Something that we can use to our advantage is that the 20 bits that are transmitted in PUCCH formats 2, 2a, and 2b are encoded with a block code. Section in TS 36.212 describes how 10 information bits (or up to 13 information bits in the latest LTE releases) are encoded as 20 bits by using a Reed-Muller code. Assuming that the UE is transmitting only 10 information bits, this gives us a (20, 10) linear block code. We can find the values of \(n_{\mathrm{RNTI}}\) such that when the scrambling sequence is initialized with\[(\lfloor n_s / 2 \rfloor + 1) \cdot (2 N_{\mathrm{ID}}^{\mathrm{cell}} + 1) \cdot 2^{16} + n_{\mathrm{RNTI}}\]using that particular value, then the descrambled 20-bit vector belongs to the (20, 10) block code. Again, everything here is linear, so the set of solutions will be an affine subspace of dimension 6 in the 16-dimensional vector space of RNTIs (the dimension of the solution space is 6 because \(16 – 10 = 6\)). Using different PUCCH transmissions gives the same solution, so this doesn’t give any additional information. However, this manages to reduce the number of RNTI candidates to only 64 from the original pool of 65536.

There are two ways to to find the solution space. The first is by doing some linear algebra. This is the most efficient way. The second is by brute force testing all the 65536 RNTIs. This is very easy to implement, and it is relatively fast, even in Python. This is the approach I have followed. To check if the descrambled 20-bit vector belongs to the block code, I have precomputed a parity check matrix for the block code. Thus, I just need to multiply the parity check matrix by this vector and check if the result is zero.

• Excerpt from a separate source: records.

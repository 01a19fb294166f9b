//! Types shared by the search engine and its callers.

use serde::{Deserialize, Serialize};

/// A half-open character range `[start, end)` within one text segment.
#[derive(Debug, Clone, Copy, PartialEq, Eq, Serialize, Deserialize)]
pub struct Match {
    /// Index into [`Document::segments`](crate::document::Document::segments).
    pub segment: usize,
    pub start: usize,
    pub end: usize,
}

/// Direction of cursor movement.
#[derive(Debug, Clone, Copy, Default, PartialEq, Eq, Serialize, Deserialize)]
#[serde(rename_all = "lowercase")]
pub enum Direction {
    #[default]
    Next,
    Previous,
}

#[derive(Debug, Clone, Copy, Default, PartialEq, Eq, Serialize, Deserialize)]
#[serde(rename_all = "lowercase")]
pub enum ScrollBehavior {
    #[default]
    Smooth,
    Instant,
}

#[derive(Debug, Clone, Copy, Default, PartialEq, Eq, Serialize, Deserialize)]
#[serde(rename_all = "lowercase")]
pub enum ScrollBlock {
    Start,
    #[default]
    Center,
    End,
    Nearest,
}

/// Request to bring a marker into view.
#[derive(Debug, Clone, Copy, PartialEq, Eq, Serialize, Deserialize)]
pub struct ScrollRequest {
    /// Ordinal of the marker to reveal.
    pub marker: usize,
    pub behavior: ScrollBehavior,
    pub block: ScrollBlock,
}

impl ScrollRequest {
    /// A smooth, centered scroll to `marker`.
    pub fn centered(marker: usize) -> Self {
        Self {
            marker,
            behavior: ScrollBehavior::Smooth,
            block: ScrollBlock::Center,
        }
    }
}

/// Result of applying a query.
#[derive(Debug, Clone, Copy, Default, PartialEq, Eq, Serialize, Deserialize)]
pub struct SearchSummary {
    /// Number of matches, and of markers in the tree.
    pub count: usize,
    /// Scroll to the first match, when there is one.
    pub scroll: Option<ScrollRequest>,
}
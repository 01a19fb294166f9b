//! Logical document tree produced by the renderer pipeline.
//!
//! A [`Document`] is an ordered tree of [`Element`]s whose leaves are plain
//! text runs and search [`Marker`]s. Code blocks and diagram blocks are
//! *opaque*: their text is part of the document but never searched.
//!
//! Trees built by [`Document::parse`] are normalized: no text node is empty
//! and no two text nodes are adjacent. Every maximal run of adjacent leaves is
//! one [`TextSegment`], so segment indexes stay stable while markers are
//! inserted into and removed from the tree.

mod build;

pub use build::{MermaidMode, ParseOptions};

use pulldown_cmark::Alignment;

/// Horizontal alignment of a table column.
#[derive(Debug, Clone, Copy, Default, PartialEq, Eq)]
pub enum CellAlign {
    #[default]
    None,
    Left,
    Center,
    Right,
}

impl CellAlign {
    /// CSS `text-align` value, if any.
    pub fn as_css(self) -> Option<&'static str> {
        match self {
            Self::None => None,
            Self::Left => Some("left"),
            Self::Center => Some("center"),
            Self::Right => Some("right"),
        }
    }
}

impl From<Alignment> for CellAlign {
    fn from(alignment: Alignment) -> Self {
        match alignment {
            Alignment::None => Self::None,
            Alignment::Left => Self::Left,
            Alignment::Center => Self::Center,
            Alignment::Right => Self::Right,
        }
    }
}

/// The kind of a structural element.
#[derive(Debug, Clone, PartialEq, Eq)]
pub enum ElementKind {
    /// Document root.
    Root,
    /// Transparent container for constructs without their own markup.
    Group,
    Heading {
        level: u8,
        id: String,
    },
    Paragraph,
    Emphasis,
    Strong,
    Strikethrough,
    BlockQuote,
    /// Ordered list when `start` is set, bullet list otherwise.
    List {
        start: Option<u64>,
    },
    Item,
    TaskMarker {
        checked: bool,
    },
    Link {
        href: String,
        title: String,
    },
    Image {
        src: String,
        alt: String,
        title: String,
    },
    InlineCode,
    /// Fenced or indented code; a single text child holds the source.
    CodeBlock {
        language: Option<String>,
        title: Option<String>,
        /// Class-annotated HTML of the source.
        highlighted: String,
    },
    /// Mermaid diagram; a single text child holds the diagram source.
    Diagram {
        title: Option<String>,
    },
    Table {
        alignments: Vec<CellAlign>,
    },
    TableHead,
    TableRow,
    TableCell {
        header: bool,
        align: CellAlign,
    },
    Rule,
    LineBreak,
}

impl ElementKind {
    /// Returns true for regions excluded from search.
    pub fn is_opaque(&self) -> bool {
        matches!(self, Self::CodeBlock { .. } | Self::Diagram { .. })
    }
}

/// A search marker wrapping one match.
#[derive(Debug, Clone, PartialEq, Eq)]
pub struct Marker {
    /// Position of the match in document order.
    pub ordinal: usize,
    /// The matched text, exactly as it appears in the document.
    pub text: String,
    /// Whether this is the match under the cursor.
    pub active: bool,
}

/// A node of the document tree.
#[derive(Debug, Clone, PartialEq, Eq)]
pub enum Node {
    Element(Element),
    Text(String),
    Marker(Marker),
}

/// A structural element and its children.
#[derive(Debug, Clone, PartialEq, Eq)]
pub struct Element {
    pub kind: ElementKind,
    pub children: Vec<Node>,
}

impl Element {
    /// Creates an element without children.
    pub fn new(kind: ElementKind) -> Self {
        Self {
            kind,
            children: Vec::new(),
        }
    }

    /// Creates an element with the given children.
    pub fn with_children(kind: ElementKind, children: Vec<Node>) -> Self {
        Self { kind, children }
    }

    /// Concatenated text of all leaves below this element.
    pub fn text_content(&self) -> String {
        let mut out = String::new();
        collect_text(self, &mut out);
        out
    }
}

fn collect_text(element: &Element, out: &mut String) {
    for child in &element.children {
        match child {
            Node::Element(inner) => collect_text(inner, out),
            Node::Text(text) => out.push_str(text),
            Node::Marker(marker) => out.push_str(&marker.text),
        }
    }
}

/// A maximal run of adjacent text leaves under one element.
#[derive(Debug, Clone, PartialEq, Eq)]
pub struct TextSegment {
    pub text: String,
    /// True inside code blocks and diagram blocks.
    pub opaque: bool,
}

/// A rendered markdown document.
///
/// ## Examples
///
/// ```
/// use lumen_lib::document::{Document, ParseOptions};
///
/// let doc = Document::parse("# Guide\n\nSome *text*.", &ParseOptions::default()).unwrap();
/// assert_eq!(doc.title(), Some("Guide"));
/// assert_eq!(doc.segments().len(), 4);
/// ```
#[derive(Debug, Clone, PartialEq, Eq)]
pub struct Document {
    root: Element,
    title: Option<String>,
    has_diagrams: bool,
}

impl Document {
    /// Wraps an already built root element.
    ///
    /// The title is taken from the first level-1 heading.
    pub fn from_root(root: Element) -> Self {
        let title = find_title(&root);
        let has_diagrams = contains_diagram(&root);
        Self {
            root,
            title,
            has_diagrams,
        }
    }

    /// The root element.
    pub fn root(&self) -> &Element {
        &self.root
    }

    pub(crate) fn root_mut(&mut self) -> &mut Element {
        &mut self.root
    }

    /// Text of the first level-1 heading.
    pub fn title(&self) -> Option<&str> {
        self.title.as_deref()
    }

    /// Whether the document contains at least one diagram block.
    pub fn has_diagrams(&self) -> bool {
        self.has_diagrams
    }

    /// The full text of the document, opaque regions included.
    pub fn text_content(&self) -> String {
        self.root.text_content()
    }

    /// Text segments in document order.
    pub fn segments(&self) -> Vec<TextSegment> {
        let mut segments = Vec::new();
        collect_segments(&self.root, self.root.kind.is_opaque(), &mut segments);
        segments
    }

    /// All markers in document order.
    pub fn markers(&self) -> Vec<&Marker> {
        let mut markers = Vec::new();
        collect_markers(&self.root, &mut markers);
        markers
    }

    /// Number of markers in the tree.
    pub fn marker_count(&self) -> usize {
        self.markers().len()
    }

    /// The marker with the given ordinal, if present.
    pub fn marker_mut(&mut self, ordinal: usize) -> Option<&mut Marker> {
        find_marker_mut(&mut self.root, ordinal)
    }
}

fn collect_segments(element: &Element, opaque: bool, out: &mut Vec<TextSegment>) {
    let mut run: Option<String> = None;
    for child in &element.children {
        match child {
            Node::Element(inner) => {
                if let Some(text) = run.take() {
                    out.push(TextSegment { text, opaque });
                }
                collect_segments(inner, opaque || inner.kind.is_opaque(), out);
            }
            Node::Text(text) => run.get_or_insert_with(String::new).push_str(text),
            Node::Marker(marker) => run.get_or_insert_with(String::new).push_str(&marker.text),
        }
    }
    if let Some(text) = run {
        out.push(TextSegment { text, opaque });
    }
}

fn collect_markers<'a>(element: &'a Element, out: &mut Vec<&'a Marker>) {
    for child in &element.children {
        match child {
            Node::Element(inner) => collect_markers(inner, out),
            Node::Marker(marker) => out.push(marker),
            Node::Text(_) => {}
        }
    }
}

fn find_marker_mut(element: &mut Element, ordinal: usize) -> Option<&mut Marker> {
    for child in &mut element.children {
        match child {
            Node::Element(inner) => {
                if let Some(marker) = find_marker_mut(inner, ordinal) {
                    return Some(marker);
                }
            }
            Node::Marker(marker) if marker.ordinal == ordinal => return Some(marker),
            _ => {}
        }
    }
    None
}

fn find_title(element: &Element) -> Option<String> {
    for child in &element.children {
        if let Node::Element(inner) = child {
            if let ElementKind::Heading { level: 1, .. } = inner.kind {
                return Some(inner.text_content());
            }
            if let Some(title) = find_title(inner) {
                return Some(title);
            }
        }
    }
    None
}

fn contains_diagram(element: &Element) -> bool {
    element.children.iter().any(|child| match child {
        Node::Element(inner) => {
            matches!(inner.kind, ElementKind::Diagram { .. }) || contains_diagram(inner)
        }
        _ => false,
    })
}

This method manages to reduce the set of RNTI candidates to 64 elements. I consider the problem of decoding PUSCH with blind search in this reduced set of candidates much more tractable than with the initial set of 65536 RNTIs. Therefore, I’m happy with how this idea has worked and will not try to use more information in the PUCCH format 2, 2a and 2b to try to reduce the candidate set even more. It might be possible that by putting some constraints on the data that is encoded in the 10 information bits, further reduction of the candidate set can be done. However, note that to reduce the set to just a single candidate, 6 information bits out of the 10 would need to be known (or we would need an equivalent set of linear or non-linear constraints on the information bits).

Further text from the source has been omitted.